August 24, 2011 report
Study shows elephants capable of insight
(PhysOrg.com) -- Kandula, a seven year old Asian elephant living in Washington D.C.s National Zoo, has proven that elephants are as smart as those that spend a lot of time around them have believed. In an experiment carried out by researchers at the zoo, the little elephant figured out all on his own, without resorting to trial and error, how to go get a cube to use as a footstool to help him reach some food that was just out of reach. The research team, led by Preston Foerder of the City University of New York, has published the results of their study on PLoS ONE.
Other animals (besides humans) such as chimpanzees and dolphins have demonstrated in various ways that they are capable of dreaming up solutions to problems in their head and then carrying them out. Called aha moments by researchers, such thinking, a form of insight, is one of the hallmarks of higher intelligence. Most people who have ever worked with elephants will attest to the fact that they are indeed intelligent creatures; though no one (at least in the research community) had ever witnessed an elephant using insight to solve a problem. This has perplexed scientists for several years, and has caused them to study the seeming paradox. It appears now that the team working with Kandula has seen it in action, that previous research had been attacking the problem from the wrong angle.
In the new study, the team did what countless others before had done. They set some fruit up out of reach of the test subject elephants then lay some bamboo sticks about hoping one of them would get it in his or her head to use the stick to knock the fruit down so they could eat it. Every attempt at this failed. The next go round fared much better.

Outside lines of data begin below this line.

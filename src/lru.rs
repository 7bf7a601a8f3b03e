//! Least Recently Used (LRU) cache engine.
//!
//! The engine pairs a hash index (key to list node) with a
//! [`RecencyList`](crate::list::RecencyList) ordered from least- to
//! most-recently-used. Every operation is O(1):
//!
//! - `get` resolves the index and promotes the hit node to the MRU position,
//!   so a read has a *write* side effect on eviction order.
//! - `put` of a new key appends a node at the MRU end, indexes it, and then
//!   runs the eviction loop; `put` of an existing key updates the value in
//!   place and promotes the node, never evicting (the size did not grow).
//! - Eviction pops the LRU head and drops its key from the index under the
//!   same `&mut self`, so no caller can observe an indexed key whose node has
//!   already been unlinked.
//!
//! # Thread Safety
//!
//! `LruCache` itself is not thread-safe; all mutation flows through
//! `&mut self`, which is exactly what makes insert-or-update a single atomic
//! decision point once the cache is wrapped in a lock. For concurrent access
//! use [`ConcurrentLruCache`](crate::ConcurrentLruCache), which shards keys
//! across independently locked `LruSegment`s.

extern crate alloc;

use crate::config::LruCacheConfig;
use crate::list::{Node, RecencyList};
use crate::metrics::{CacheMetrics, LruCacheMetrics};
use alloc::collections::BTreeMap;
use alloc::string::String;
use core::borrow::Borrow;
use core::hash::{BuildHasher, Hash};
use core::mem;
use core::num::NonZeroUsize;

#[cfg(feature = "hashbrown")]
use hashbrown::DefaultHashBuilder;
#[cfg(feature = "hashbrown")]
use hashbrown::HashMap;

#[cfg(not(feature = "hashbrown"))]
use std::collections::hash_map::RandomState as DefaultHashBuilder;
#[cfg(not(feature = "hashbrown"))]
use std::collections::HashMap;

/// Internal LRU segment containing the actual cache algorithm.
///
/// This is shared between `LruCache` (single-threaded) and
/// `ConcurrentLruCache` (one segment per lock stripe). All algorithm logic is
/// implemented here to avoid code duplication.
///
/// The key is stored twice: once as the index key and once inside the list
/// node, so the eviction loop can remove the index entry knowing only the
/// peeked list head.
///
/// # Safety
///
/// The `map` field holds raw pointers into `list`. A pointer is valid as long
/// as:
/// - it was obtained from `list.push_back()`
/// - the node has not been removed from the list
/// - the segment has not been dropped
pub(crate) struct LruSegment<K, V, S = DefaultHashBuilder> {
    config: LruCacheConfig,
    list: RecencyList<(K, V)>,
    map: HashMap<K, *mut Node<(K, V)>, S>,
    metrics: LruCacheMetrics,
}

// SAFETY: LruSegment owns all data and raw pointers point only to nodes owned
// by `list`. Concurrent access is safe when wrapped in a synchronization
// primitive.
unsafe impl<K: Send, V: Send, S: Send> Send for LruSegment<K, V, S> {}

// SAFETY: all mutation requires &mut self; shared references cannot race.
unsafe impl<K: Send, V: Send, S: Sync> Sync for LruSegment<K, V, S> {}

impl<K: Hash + Eq, V: Clone, S: BuildHasher> LruSegment<K, V, S> {
    pub(crate) fn with_hasher(cap: NonZeroUsize, hash_builder: S) -> Self {
        let map_capacity = cap.get().next_power_of_two();
        LruSegment {
            config: LruCacheConfig { capacity: cap },
            list: RecencyList::new(),
            map: HashMap::with_capacity_and_hasher(map_capacity, hash_builder),
            metrics: LruCacheMetrics::new(cap.get() as u64 * 1024),
        }
    }

    #[inline]
    pub(crate) fn cap(&self) -> NonZeroUsize {
        self.config.capacity
    }

    #[inline]
    pub(crate) fn len(&self) -> usize {
        self.map.len()
    }

    #[inline]
    pub(crate) fn is_empty(&self) -> bool {
        self.map.is_empty()
    }

    #[inline]
    pub(crate) fn metrics(&self) -> &LruCacheMetrics {
        &self.metrics
    }

    fn estimate_object_size(&self, _key: &K, _value: &V) -> u64 {
        mem::size_of::<K>() as u64 + mem::size_of::<V>() as u64 + 64
    }

    /// Looks up `key` and, on a hit, promotes the node to most-recently-used.
    pub(crate) fn get<Q>(&mut self, key: &Q) -> Option<&V>
    where
        K: Borrow<Q>,
        Q: ?Sized + Hash + Eq,
    {
        if let Some(node) = self.map.get(key).copied() {
            unsafe {
                // SAFETY: node comes from our map, so it is live in our list
                self.list.move_to_back(node);
                let (k, v) = (*node).get_value();
                let object_size = self.estimate_object_size(k, v);
                self.metrics.core.record_hit(object_size);
                Some(v)
            }
        } else {
            None
        }
    }

    #[inline]
    pub(crate) fn record_miss(&mut self, object_size: u64) {
        self.metrics.core.record_miss(object_size);
    }

    /// Presence probe: no promotion, no metrics.
    pub(crate) fn contains_key<Q>(&self, key: &Q) -> bool
    where
        K: Borrow<Q>,
        Q: ?Sized + Hash + Eq,
    {
        self.map.contains_key(key)
    }

    pub(crate) fn get_mut<Q>(&mut self, key: &Q) -> Option<&mut V>
    where
        K: Borrow<Q>,
        Q: ?Sized + Hash + Eq,
    {
        let node = self.map.get(key).copied()?;
        unsafe {
            // SAFETY: node comes from our map, so it is live in our list
            self.list.move_to_back(node);
            let (k, v) = (*node).get_value_mut();
            let object_size = self.estimate_object_size(k, v);
            self.metrics.core.record_hit(object_size);
            Some(v)
        }
    }

    /// Inserts or updates `key`.
    ///
    /// An existing key keeps its node: the value is swapped in place and the
    /// node is promoted, returning the previous pair and never evicting. A
    /// new key appends a node, indexes it, then runs the eviction loop;
    /// the evicted pair, if any, is returned.
    pub(crate) fn put(&mut self, key: K, value: V) -> Option<(K, V)>
    where
        K: Clone,
    {
        if let Some(&node) = self.map.get(&key) {
            unsafe {
                // SAFETY: node comes from our map, so it is live in our list
                self.list.move_to_back(node);
                let (old_key, old_value) = self.list.update(node, (key, value), true).0?;
                return Some((old_key, old_value));
            }
        }

        let object_size = self.estimate_object_size(&key, &value);
        let node = self.list.push_back((key.clone(), value));
        self.map.insert(key, node);
        self.metrics.core.record_insertion(object_size);

        self.evict_over_capacity()
    }

    /// Evicts LRU victims until the segment is back within capacity.
    ///
    /// The victim's key leaves the index before (and under the same borrow
    /// as) its node leaves the list, so index and list never diverge at an
    /// observable point.
    fn evict_over_capacity(&mut self) -> Option<(K, V)> {
        let mut evicted = None;
        while self.map.len() > self.cap().get() {
            let victim = match self.list.front() {
                Some(node) => node,
                None => break,
            };
            unsafe {
                // SAFETY: victim was peeked from our list and is live
                let victim_key = &(*victim).get_value().0;
                self.map.remove(victim_key);
            }
            match self.list.pop_front() {
                Some(node) => {
                    // SAFETY: pop_front detached the node and its value is
                    // initialized
                    let (key, value) = unsafe { node.into_value() };
                    let evicted_size = self.estimate_object_size(&key, &value);
                    self.metrics.core.record_eviction(evicted_size);
                    evicted = Some((key, value));
                }
                None => break,
            }
        }
        evicted
    }

    pub(crate) fn remove<Q>(&mut self, key: &Q) -> Option<V>
    where
        K: Borrow<Q>,
        Q: ?Sized + Hash + Eq,
        V: Clone,
    {
        let node = self.map.remove(key)?;
        unsafe {
            // SAFETY: node came from our map and was live until this removal
            let (k, v) = (*node).get_value();
            let object_size = self.estimate_object_size(k, v);
            let value = v.clone();
            self.list.remove(node);
            self.metrics.core.record_eviction(object_size);
            Some(value)
        }
    }

    pub(crate) fn clear(&mut self) {
        self.metrics.core.cache_size_bytes = 0;
        self.map.clear();
        self.list.clear();
    }
}

impl<K, V, S> core::fmt::Debug for LruSegment<K, V, S> {
    fn fmt(&self, f: &mut core::fmt::Formatter<'_>) -> core::fmt::Result {
        f.debug_struct("LruSegment")
            .field("capacity", &self.config.capacity)
            .field("len", &self.map.len())
            .finish()
    }
}

/// A fixed-capacity Least Recently Used cache.
///
/// Supports O(1) insertion, retrieval, and update. Once the configured
/// capacity is exceeded, the least recently used entry is evicted to make
/// room. Capacity is fixed at construction and is a `NonZeroUsize`: a cache
/// that can hold nothing is unrepresentable.
///
/// # Examples
///
/// ```
/// use cachemod_lru::LruCache;
/// use core::num::NonZeroUsize;
///
/// let mut cache = LruCache::new(NonZeroUsize::new(2).unwrap());
///
/// cache.put("apple", 1);
/// cache.put("banana", 2);
///
/// // Accessing an entry promotes it to most-recently-used.
/// assert_eq!(cache.get(&"apple"), Some(&1));
///
/// // Inserting beyond capacity evicts the least recently used entry.
/// cache.put("cherry", 3);
/// assert_eq!(cache.get(&"banana"), None);
/// assert_eq!(cache.get(&"apple"), Some(&1));
/// assert_eq!(cache.get(&"cherry"), Some(&3));
/// ```
#[derive(Debug)]
pub struct LruCache<K, V, S = DefaultHashBuilder> {
    segment: LruSegment<K, V, S>,
}

impl<K: Hash + Eq, V: Clone> LruCache<K, V, DefaultHashBuilder> {
    /// Creates a cache from a configuration with an optional hasher.
    pub fn init(config: LruCacheConfig, hasher: Option<DefaultHashBuilder>) -> Self {
        Self {
            segment: LruSegment::with_hasher(config.capacity, hasher.unwrap_or_default()),
        }
    }

    /// Creates a cache holding at most `cap` entries.
    pub fn new(cap: NonZeroUsize) -> Self {
        Self::init(LruCacheConfig { capacity: cap }, None)
    }
}

impl<K: Hash + Eq, V: Clone, S: BuildHasher> LruCache<K, V, S> {
    /// Creates a cache with the specified capacity and hash builder.
    pub fn with_hasher(cap: NonZeroUsize, hash_builder: S) -> Self {
        Self {
            segment: LruSegment::with_hasher(cap, hash_builder),
        }
    }

    /// Returns the maximum number of entries the cache can hold.
    #[inline]
    pub fn cap(&self) -> NonZeroUsize {
        self.segment.cap()
    }

    /// Returns the current number of live entries.
    #[inline]
    pub fn len(&self) -> usize {
        self.segment.len()
    }

    /// Returns true if the cache holds no entries.
    #[inline]
    pub fn is_empty(&self) -> bool {
        self.segment.is_empty()
    }

    /// Looks up a key, promoting it to most-recently-used on a hit.
    ///
    /// A miss is a normal result, not an error. Note that a hit reorders the
    /// recency list, so `get` is not pure with respect to eviction order.
    #[inline]
    pub fn get<Q>(&mut self, key: &Q) -> Option<&V>
    where
        K: Borrow<Q>,
        Q: ?Sized + Hash + Eq,
    {
        self.segment.get(key)
    }

    /// Records a cache miss for metrics tracking.
    ///
    /// Call this after a failed `get` once the object has been fetched from
    /// the origin.
    #[inline]
    pub fn record_miss(&mut self, object_size: u64) {
        self.segment.record_miss(object_size);
    }

    /// Like [`get`](Self::get) but returns a mutable reference.
    #[inline]
    pub fn get_mut<Q>(&mut self, key: &Q) -> Option<&mut V>
    where
        K: Borrow<Q>,
        Q: ?Sized + Hash + Eq,
    {
        self.segment.get_mut(key)
    }

    /// Returns `true` if `key` is present, without promoting it or touching
    /// metrics.
    #[inline]
    pub fn contains_key<Q>(&self, key: &Q) -> bool
    where
        K: Borrow<Q>,
        Q: ?Sized + Hash + Eq,
    {
        self.segment.contains_key(key)
    }
}

impl<K: Hash + Eq + Clone, V: Clone, S: BuildHasher> LruCache<K, V, S> {
    /// Inserts or updates a key.
    ///
    /// Returns the replaced pair on update, the evicted pair when the insert
    /// pushed the cache over capacity, or `None` when there was room.
    /// Updating an existing key never evicts.
    #[inline]
    pub fn put(&mut self, key: K, value: V) -> Option<(K, V)> {
        self.segment.put(key, value)
    }

    /// Removes a key, returning its value if it was present.
    #[inline]
    pub fn remove<Q>(&mut self, key: &Q) -> Option<V>
    where
        K: Borrow<Q>,
        Q: ?Sized + Hash + Eq,
    {
        self.segment.remove(key)
    }

    /// Removes all entries.
    #[inline]
    pub fn clear(&mut self) {
        self.segment.clear()
    }
}

impl<K: Hash + Eq, V: Clone, S: BuildHasher> CacheMetrics for LruCache<K, V, S> {
    fn metrics(&self) -> BTreeMap<String, f64> {
        self.segment.metrics().metrics()
    }

    fn algorithm_name(&self) -> &'static str {
        self.segment.metrics().algorithm_name()
    }
}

In the second experiment, the team set the fruit up out of reach as before, but this time, tossed a heavy duty cube into the enclosure. At first nothing happened; in fact, it took eight 20 minute sessions before Kandula, suddenly appeared to get an idea after studying the fruit for a few moments. He immediately ambled on over to where the cube lay, then rolled it over to a position just below the fruit, stepped up with his front feet so as to prop himself up, then very easily grabbed the fruit. It may be that Kandual is exceptionally bright however as the neither of the other two elephants came up with the solution to the problem.
The authors note in their posting that now that they have seen an elephant using insight, they themselves have had an aha moment of their own. Expecting elephants to use a stick to help get food, they say, is akin to asking a person with eyeballs in his hands to look at something after handing them something to hold. Elephants use the tip of their trunk to both touch and smell while searching for food; filling it with a prop would essentially blind them in their search. Duh.
The aha moment or the sudden arrival of the solution to a problem is a common human experience. Spontaneous problem solving without evident trial and error behavior in humans and other animals has been referred to as insight. Surprisingly, elephants, thought to be highly intelligent, have failed to exhibit insightful problem solving in previous cognitive studies. We tested whether three Asian elephants (Elephas maximus) would use sticks or other objects to obtain food items placed out-of-reach and overhead. Without prior trial and error behavior, a 7-year-old male Asian elephant showed spontaneous problem solving by moving a large plastic cube, on which he then stood, to acquire the food. In further testing he showed behavioral flexibility, using this technique to reach other items and retrieving the cube from various locations to use as a tool to acquire food. In the cube's absence, he generalized this tool utilization technique to other objects and, when given smaller objects, stacked them in an attempt to reach the food. The elephant's overall behavior was consistent with the definition of insightful problem solving. Previous failures to demonstrate this ability in elephants may have resulted not from a lack of cognitive ability but from the presentation of tasks requiring trunk-held sticks as potential tools, thereby interfering with the trunk's use as a sensory organ to locate the targeted food.